I'll go over this one first, and the other one later.
Racial Categories in Medical Practice: How Useful Are They?
Lundy Braun, Anne Fausto-Sterling, Duana Fullwiley, Evelynn M. Hammonds, Alondra Nelson, William Quivers, Susan M. Reverby, Alexandra E. Shields
PLoS Medicine 4(9): e271
regarding self-identified race:
As genetic findings assume an increasingly prominent place in biomedical research, some have concluded that self-identified race/ethnicity, routinely collected in biomedical research studies, is a reasonable proxy for genetic homogeneity and may lead to important insights into health disparities [36,41–43]. Others, citing the genetic heterogeneity within self-identified groups [44–46], argue that race should not be used in genetic research [47–50]. A related perspective comes from those who argue that self-identified racial/ethnic categories may be practical for recruitment into studies, but should not be used in genetic analyses, given that more biologically precise measures of human genetic heterogeneity are available [17,51]. A recent study of geographic patterns of genetic variation, for example, found that “commonly used ethnic labels are both insufficient and inaccurate representations of the inferred genetic clusters, and that drug-metabolizing profiles…;differ significantly among the clusters” .Then they proceed to give some interesting historical context to the social context of race identification and self-identification.
Box 2 has this interesting and important description of researchers who look at the whole picture of race and health:
Race-related differences in health outcomes can be analyzed at the societal, individual, cellular, and subcellular levels. Studies focusing exclusively on one level often lose track of inter-level connections. Two research groups exemplify efforts to integrate research on health disparities at the level of cellular effects (e.g., on tumor production and growth), of societal level events (e.g., social support or toxin exposure), and individual life history events (e.g., reproductive history, stress, diet).

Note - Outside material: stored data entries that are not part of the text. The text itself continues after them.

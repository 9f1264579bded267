//! # calibrs Main Entry Point
//!
//! File: cli/src/main.rs
//!
//! ## Overview
//!
//! This file serves as the main entry point for the `calibrs` CLI application.
//! It handles:
//! - Command-line argument parsing using Clap
//! - Setting up the logging system based on verbosity flags
//! - Loading configuration and building the `Calibre` façade
//! - Routing execution to appropriate command handlers
//!
//! ## Examples
//!
//! ```bash
//! # Get help
//! calibrs --help
//!
//! # Convert with the executed command line logged
//! calibrs --log-commands convert dune.epub mobi
//!
//! # List a specific library
//! calibrs --library ~/Books run "calibredb list"
//! ```
//!
//! Command processing flow:
//! 1. Parse command-line args via Clap
//! 2. Load configuration, apply global flag overrides
//! 3. Configure logging based on verbosity level and the command log setting
//! 4. Route to the subcommand handler
//! 5. Format and display any errors that occur
//!
use anyhow::Context;
use calibrs::core::config;
use calibrs::{Calibre, CalibreConfig};
use clap::{Parser, Subcommand};
use tracing_subscriber::{fmt, EnvFilter};

mod commands; // Subcommand handlers (convert, run, exec)

/// Defines the top-level command-line arguments structure using Clap's derive macros.
#[derive(Parser, Debug)]
#[command(
    name = "calibrs",
    about = "📚 calibrs: run the calibre e-book tools with typed, safely quoted arguments",
    long_about = "Builds shell-safe command lines for ebook-convert, calibredb and friends, \
                  runs them, and reports their output.",
    propagate_version = true,
    version
)]
struct Cli {
    #[command(subcommand)]
    command: Commands,

    #[arg(short, long, action = clap::ArgAction::Count, global = true)]
    verbose: u8,

    /// Calibre library injected into calibredb commands as --library-path.
    #[arg(long, env = "CALIBRS_LIBRARY", global = true, value_name = "PATH")]
    library: Option<String>,

    /// Log every command line before it is executed.
    #[arg(long, global = true)]
    log_commands: bool,
}

/// Enum defining all available top-level commands.
#[derive(Subcommand, Debug)]
enum Commands {
    #[command(alias = "c")]
    Convert(commands::convert::ConvertArgs),
    #[command(alias = "r")]
    Run(commands::run::RunArgs),
    #[command(alias = "x")]
    Exec(commands::exec::ExecArgs),
}

fn log_level(verbose: u8, log_commands: bool) -> &'static str {
    match verbose {
        0 if log_commands => "info",
        0 => "warn",
        1 => "info",
        2 => "debug",
        _ => "trace",
    }
}

/// Applies the global flags on top of the loaded configuration.
fn resolve_config(cli: &Cli, cfg: &config::Config) -> CalibreConfig {
    let mut calibre_config = cfg.to_calibre_config();
    if let Some(library) = &cli.library {
        calibre_config.library_path = shellexpand::tilde(library).into_owned();
    }
    if cli.log_commands {
        calibre_config.log_commands = true;
    }
    calibre_config
}

#[tokio::main]
async fn main() -> anyhow::Result<()> {
    let cli = Cli::parse();

    // Resolved before the subscriber is installed: a configured `log_commands`
    // sets the log floor. Messages from the loader itself are not shown.
    let loaded = config::load_config()
        .context("Failed to load calibrs configuration")
        .map(|cfg| resolve_config(&cli, &cfg));
    let log_commands = match &loaded {
        Ok(calibre_config) => calibre_config.log_commands,
        Err(_) => cli.log_commands,
    };

    let env_filter = EnvFilter::try_from_default_env()
        .unwrap_or_else(|_| EnvFilter::new(log_level(cli.verbose, log_commands)));
    fmt::Subscriber::builder()
        .with_env_filter(env_filter)
        .with_writer(std::io::stderr)
        .with_target(false)
        .compact()
        .init();

    tracing::debug!("Parsed CLI arguments: {:?}", cli);

    let command_result = match loaded {
        Ok(calibre_config) => {
            tracing::debug!("Resolved calibre configuration: {:?}", calibre_config);
            let calibre = Calibre::new(calibre_config);
            match cli.command {
                Commands::Convert(args) => commands::convert::handle_convert(args, &calibre).await,
                Commands::Run(args) => commands::run::handle_run(args, &calibre).await,
                Commands::Exec(args) => commands::exec::handle_exec(args, &calibre).await,
            }
        }
        Err(e) => Err(e),
    };

    if let Err(e) = command_result {
        tracing::error!("Command execution failed: {:?}", e);
        eprintln!("Error: {:#}", e);
        std::process::exit(1);
    }

    Ok(())
}
// --- Unit Tests ---
#[cfg(test)]
mod tests {
    use super::*;

    const NO_ARGS: [&str; 0] = [];

    #[test]
    fn test_positional_arguments_only() {
        let line = build_command(
            "ebook-convert",
            ["book.epub", "book.mobi"],
            &CallOptions::new(),
            "",
        );
        assert_eq!(line, r#"ebook-convert "book.epub" "book.mobi""#);
    }

    #[test]
    fn test_bare_command() {
        assert_eq!(
            build_command("calibredb list", NO_ARGS, &CallOptions::new(), ""),
            "calibredb list"
        );
    }

    #[test]
    fn test_repeated_option_values_keep_order() {
        let options = CallOptions::new().with("authors", vec!["A", "B"]);
        let line = build_command("ebook-meta", ["x.epub"], &options, "");
        assert_eq!(line, r#"ebook-meta "x.epub" --authors "A" --authors "B""#);
    }

    #[test]
    fn test_single_character_key_uses_short_flag() {
        let options = CallOptions::new().with("s", "title");
        assert_eq!(
            build_command("calibredb list", NO_ARGS, &options, ""),
            r#"calibredb list -s "title""#
        );
    }

    #[test]
    fn test_flag_without_value() {
        let options = CallOptions::new().flag("dontNotifyGui").with("limit", 5);
        assert_eq!(
            build_command("cmd", NO_ARGS, &options, ""),
            r#"cmd --dont-notify-gui --limit "5""#
        );
    }

    #[test]
    fn test_none_becomes_flag() {
        let options = CallOptions::new().with("asHtml", None::<&str>);
        assert_eq!(build_command("cmd", NO_ARGS, &options, ""), "cmd --as-html");
    }

    #[test]
    fn test_absent_elements_in_sequence_emit_bare_flags() {
        let options = CallOptions::new().with(
            "v",
            OptionValue::Values(vec![None, Some("x".into()), None]),
        );
        assert_eq!(
            build_command("cmd", NO_ARGS, &options, ""),
            r#"cmd -v -v "x" -v"#
        );
    }

    #[test]
    fn test_empty_sequence_emits_nothing() {
        let options = CallOptions::new().with("tags", Vec::<String>::new());
        assert_eq!(build_command("cmd", NO_ARGS, &options, ""), "cmd");
    }

    #[test]
    fn test_options_follow_insertion_order() {
        let options = CallOptions::new()
            .with("zeta", 1)
            .with("alpha", 2)
            .with("mid", 3);
        assert_eq!(
            build_command("cmd", NO_ARGS, &options, ""),
            r#"cmd --zeta "1" --alpha "2" --mid "3""#
        );
    }

    #[test]
    fn test_values_are_escaped() {
        let options = CallOptions::new().with("title", r#"The "Best" \ Book"#);
        assert_eq!(
            build_command("ebook-meta", [r#"a"b.epub"#], &options, ""),
            r#"ebook-meta "a\"b.epub" --title "The \"Best\" \\ Book""#
        );
    }

    #[test]
    fn test_library_path_injected_for_library_aware_commands() {
        let line = build_command("calibredb add", ["new.epub"], &CallOptions::new(), "/lib");
        assert_eq!(line, r#"calibredb add "new.epub" --library-path "/lib""#);
    }

    #[test]
    fn test_library_path_comes_before_caller_options() {
        let options = CallOptions::new().with("search", "author:X");
        assert_eq!(
            build_command("calibredb list", NO_ARGS, &options, "/lib"),
            r#"calibredb list --library-path "/lib" --search "author:X""#
        );
    }

    #[test]
    fn test_explicit_library_path_overrides_default() {
        let options = CallOptions::new()
            .with("fields", "title")
            .with("libraryPath", "/other");
        let line = build_command("calibredb list", NO_ARGS, &options, "/lib");
        assert_eq!(
            line,
            r#"calibredb list --library-path "/other" --fields "title""#
        );
        assert_eq!(line.matches("--library-path").count(), 1);
    }

    #[test]
    fn test_kebab_key_also_overrides_default() {
        let options = CallOptions::new().with("library-path", "/other");
        assert_eq!(
            build_command("calibredb list", NO_ARGS, &options, "/lib"),
            r#"calibredb list --library-path "/other""#
        );
    }

    #[test]
    fn test_last_spelling_of_library_path_wins() {
        let options = CallOptions::new()
            .with("libraryPath", "/first")
            .with("search", "x")
            .with("library-path", "/second");
        let line = build_command("calibredb list", NO_ARGS, &options, "/lib");
        assert_eq!(
            line,
            r#"calibredb list --library-path "/second" --search "x""#
        );
        assert_eq!(line.matches("--library-path").count(), 1);
    }

    #[test]
    fn test_no_injection_without_library_or_for_other_commands() {
        assert_eq!(
            build_command("calibredb list", NO_ARGS, &CallOptions::new(), ""),
            "calibredb list"
        );
        assert_eq!(
            build_command("ebook-convert", NO_ARGS, &CallOptions::new(), "/lib"),
            "ebook-convert"
        );
    }

    #[test]
    fn test_explicit_library_path_on_other_commands_is_kept_in_place() {
        let options = CallOptions::new().with("a", 1).with("libraryPath", "/x");
        assert_eq!(
            build_command("ebook-convert", NO_ARGS, &options, "/lib"),
            r#"ebook-convert -a "1" --library-path "/x""#
        );
    }

    #[test]
    fn test_kebab_case() {
        assert_eq!(kebab_case("libraryPath"), "library-path");
        assert_eq!(kebab_case("dontSaveCover"), "dont-save-cover");
        assert_eq!(kebab_case("coverURL"), "cover-url");
        assert_eq!(kebab_case("HTMLTitle"), "html-title");
        assert_eq!(kebab_case("pdfPageNumbers2x"), "pdf-page-numbers2x");
        assert_eq!(kebab_case("s"), "s");
        assert_eq!(kebab_case("with_underscore"), "with_underscore");
    }

    #[test]
    fn test_kebab_case_is_idempotent() {
        for key in ["libraryPath", "outputProfile", "coverURL", "a", "already-kebab"] {
            let once = kebab_case(key);
            assert_eq!(kebab_case(&once), once);
        }
    }

    #[test]
    fn test_append_flag_repeats_bare_flag() {
        let mut options = CallOptions::new();
        options.append_flag("v");
        assert_eq!(options.get("v"), Some(&OptionValue::Flag));
        options.append_flag("v");
        options.append_flag("v");
        assert_eq!(options.get("v"), Some(&OptionValue::Values(vec![None, None, None])));
        assert_eq!(build_command("tool", NO_ARGS, &options, ""), "tool -v -v -v");
    }

    #[test]
    fn test_append_builds_repeatable_option_in_place() {
        let mut options = CallOptions::new().with("first", 1);
        options.append("tag", "a");
        options.insert("last", 2);
        options.append("tag", "b");
        options.append("tag", "c");
        assert_eq!(
            options.get("tag"),
            Some(&OptionValue::Values(vec![
                Some("a".into()),
                Some("b".into()),
                Some("c".into())
            ]))
        );
        let keys: Vec<&str> = options.iter().map(|(k, _)| k).collect();
        assert_eq!(keys, ["first", "tag", "last"]);
    }

    #[test]
    fn test_reinsert_keeps_position() {
        let mut options: CallOptions = [("a", "1"), ("b", "2")].into_iter().collect();
        options.insert("a", "3");
        assert_eq!(
            build_command("cmd", NO_ARGS, &options, ""),
            r#"cmd -a "3" -b "2""#
        );
    }
}
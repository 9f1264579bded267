//! # calibrs
//!
//! File: cli/src/lib.rs
//!
//! ## Overview
//!
//! Typed command construction and async execution for the calibre e-book
//! command-line tools (`ebook-convert`, `calibredb`, `ebook-meta`, ...).
//!
//! A call is described by a command name, positional arguments and named
//! options. It is serialized into a single shell command line, where every
//! value is double-quoted and escaped, and executed as a child process. The
//! result is the captured standard output or a [`CalibreError`].
//!
//! ```rust,no_run
//! use calibrs::{CallOptions, Calibre, CalibreConfig};
//!
//! # async fn demo() -> calibrs::ExecResult<()> {
//! let calibre = Calibre::new(CalibreConfig::default().with_library("/books"));
//! let ids = calibre
//!     .run("calibredb add", ["dune.epub"], &CallOptions::new().with("authors", vec!["Frank Herbert"]))
//!     .await?;
//! println!("{ids}");
//! # Ok(())
//! # }
//! ```
//!
pub mod calibre;
pub mod common;
pub mod core;

pub use crate::calibre::{Calibre, CalibreConfig};
pub use crate::common::command::{CallOptions, OptionValue};
pub use crate::common::process::{ExecOptions, ExecOverrides};
pub use crate::core::error::{CalibreError, ExecResult};
//! # calibrs Core Infrastructure
//!
//! File: cli/src/core/mod.rs
//!
//! ## Overview
//!
//! This module aggregates the core infrastructure shared by the library and
//! the binary:
//! - `config`: Configuration loading, merging, and validation
//! - `error`: The `CalibreError` taxonomy and `Result` aliases
//!
//! ## Usage
//!
//! ```rust
//! use calibrs::core::config; // For loading configuration
//! use calibrs::core::error::{CalibreError, Result}; // For error handling
//! ```
//!
pub mod config;
pub mod error;
//! # calibrs Common Utilities (`common`)
//!
//! File: cli/src/common/mod.rs
//!
//! ## Overview
//!
//! The building blocks the [`Calibre`](crate::Calibre) façade is composed of,
//! from the leaf upward:
//!
//! - **`escape`**: makes any value safe inside a double-quoted shell token.
//! - **`command`**: serializes a command, its positional arguments and named
//!   options into one command line.
//! - **`process`**: runs a command line through the shell and classifies the
//!   outcome.
//!
//! ```rust
//! use calibrs::common::{command, escape};
//!
//! assert_eq!(escape::quote(r#"say "hi""#), r#""say \"hi\"""#);
//! assert_eq!(command::kebab_case("libraryPath"), "library-path");
//! ```
//!

/// Serialization of calls into command lines.
pub mod command;
/// Double-quote escaping for argument and option values.
pub mod escape;
/// Shell execution with bounded output capture.
pub mod process;
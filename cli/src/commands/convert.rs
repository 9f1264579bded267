//! # calibrs Convert Handler
//!
//! File: cli/src/commands/convert.rs
//!
//! ## Overview
//!
//! Implements `calibrs convert`, which runs `ebook-convert <INPUT> <INPUT>.<FORMAT>`
//! through the façade and prints the path of the converted file.
//!
//! ## Usage
//!
//! ```bash
//! # Produces dune.epub.mobi
//! calibrs convert dune.epub mobi
//!
//! # Pass conversion options
//! calibrs convert dune.epub azw3 -o outputProfile=kindle -f noInlineToc
//! ```
//!
use super::collect_options;
use anyhow::Context;
use calibrs::core::error::Result;
use calibrs::Calibre;
use clap::Parser;
use tracing::{debug, info};

/// Arguments for `calibrs convert`.
#[derive(Parser, Debug)]
#[command(
    about = "Convert an e-book with ebook-convert",
    long_about = "Runs ebook-convert on INPUT and writes INPUT.FORMAT next to it. Prints the output path."
)]
pub struct ConvertArgs {
    /// File to convert.
    input: String,

    /// Target format, used as the output file extension (e.g. mobi, azw3, pdf).
    format: String,

    /// Option for ebook-convert as KEY=VALUE. Repeat a key to repeat the flag.
    #[arg(short = 'o', long = "option", value_name = "KEY=VALUE")]
    options: Vec<String>,

    /// Bare flag for ebook-convert (no value).
    #[arg(short = 'f', long = "flag", value_name = "KEY")]
    flags: Vec<String>,
}

pub async fn handle_convert(args: ConvertArgs, calibre: &Calibre) -> Result<()> {
    info!("Handling convert command...");
    debug!("Convert args: {:?}", args);

    let options = collect_options(&args.options, &args.flags)?;
    let output = calibre
        .ebook_convert(&args.input, &args.format, &options)
        .await
        .with_context(|| format!("Failed to convert '{}' to {}", args.input, args.format))?;

    info!("Converted '{}' -> '{}'", args.input, output);
    println!("{}", output);
    Ok(())
}
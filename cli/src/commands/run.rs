//! # calibrs Run Handler
//!
//! File: cli/src/commands/run.rs
//!
//! ## Overview
//!
//! Implements `calibrs run`, the general form of every call: a command (which may
//! include a subcommand, e.g. `"calibredb list"`), positional arguments and
//! named options are serialized into one command line and executed. The
//! tool's standard output is printed unchanged.
//!
//! With `--dry-run` the command line is printed instead of executed, which is
//! handy for checking quoting and the injected `--library-path`.
//!
//! ## Usage
//!
//! ```bash
//! calibrs --library ~/Books run "calibredb list" -o fields=title,authors -o limit=10
//! calibrs run ebook-meta book.epub -o title="New Title" --dry-run
//! ```
//!
use super::collect_options;
use calibrs::core::error::Result;
use calibrs::Calibre;
use clap::Parser;
use tracing::{debug, info};

/// Arguments for `calibrs run`.
#[derive(Parser, Debug)]
#[command(
    about = "Run a calibre command",
    long_about = "Serializes COMMAND, ARGS and options into a shell command line and executes it, printing its output."
)]
pub struct RunArgs {
    /// Tool to run, optionally with a subcommand (e.g. "calibredb list").
    command: String,

    /// Positional arguments, each passed as a single quoted argument.
    args: Vec<String>,

    /// Option as KEY=VALUE. Repeat a key to repeat the flag.
    #[arg(short = 'o', long = "option", value_name = "KEY=VALUE")]
    options: Vec<String>,

    /// Bare flag (no value).
    #[arg(short = 'f', long = "flag", value_name = "KEY")]
    flags: Vec<String>,

    /// Print the command line instead of executing it.
    #[arg(long)]
    dry_run: bool,
}

pub async fn handle_run(args: RunArgs, calibre: &Calibre) -> Result<()> {
    info!("Handling run command...");
    debug!("Run args: {:?}", args);

    let options = collect_options(&args.options, &args.flags)?;

    if args.dry_run {
        println!("{}", calibre.command_line(&args.command, &args.args, &options));
        return Ok(());
    }

    let output = calibre.run(&args.command, &args.args, &options).await?;
    print!("{}", output);
    Ok(())
}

Epidemiologist Nancy Krieger [80–82] applies the concept of embodiment to an understanding of how the social effects of racism and social inequality become symptoms  and illnesses that manifest as racially related health disparities (on embodiment, see also Fausto-Sterling, 2005 ). Krieger understands embodiment to be a multilevel phenomenon that serves as “an antonym to disembodied genes, minds and behaviors” . Similarly, Masi and Olopade  propose a multilevel perspective on racial and ethnic disparities in breast cancer. Their model illustrates how the dynamics of societal and individual events over the life cycle can have specific cellular outcomes resulting in neoplasms with particular cellular characteristics. To the extent that societal and individual events vary systematically with social race, biological outcomes may result from social inequalities. The key to future understandings of health disparities lies in using frameworks such as those proposed by Krieger and Masi and Olopade to design and interpret research at every level, from the social to the cellular.
and then onto some other diagnostic considerations beyond "race"
Does a quick administrative assessment of race help to diagnose a presenting ailment, or accurately assess future risk of illness? Environmental exposures, family histories, the stress of dealing with racism, access to and quality of care may be left unexamined if a physician simply diagnoses “race” 
and finally, some recommendations for medical training and practice:
Improved medical training about race can sharpen diagnostic skills. Cultural competency instruction should be modified to include information on the history of racial categories, current controversies about their biological significance, and the limits of their utility. A teaching unit on race would also contrast the differences between race as a population concept with its meaning when applied to the lives of individuals. In this context it would be appropriate to teach about geographical variations in specific allele frequencies for genes linked to particular disease processes, as well as the cultural practices, historical trends, and environmental conditions that favor their prevalence or not.
... But we argue that even if there are short cuts for the medical interview, race is not a good one. There is, in the end (in addition to noting physical symptoms), no substitute for an inquiry into family history, an assessment of current circumstances, and knowledge about the biological and cultural histories of specific populations serviced by a particular treatment center.
a recommendation for the NIH:
...the National Institutes of Health needs to re-examine its race-based research rules, weighing the balance between attempting to include minority populations in our health care system, on the one hand, without forcing us into a misconstrual of race as biology on the other.
and a nice closing line:
To provide the best health care we must be able to say why and when race matters and why and when it doesn't.
There isn't anything ground breaking in this paper, but it does provide a good review of the topic and has some useful suggestions for measures that could be put into place, most notably the importance of better training so that doctors are able to place patients in a social, cultural and biological context, all at the same time, in helping to make their diagnosis. So basically, researchers need to come up with this knowledge (i.e. the interaction of race and society and biology) and then it needs to be disseminated to the medical community. I found the examples in Box 2 really interesting. I had blogged previously about one of the mentioned researchers: Olopade. I'll have to look more closely at what exactly these people are doing.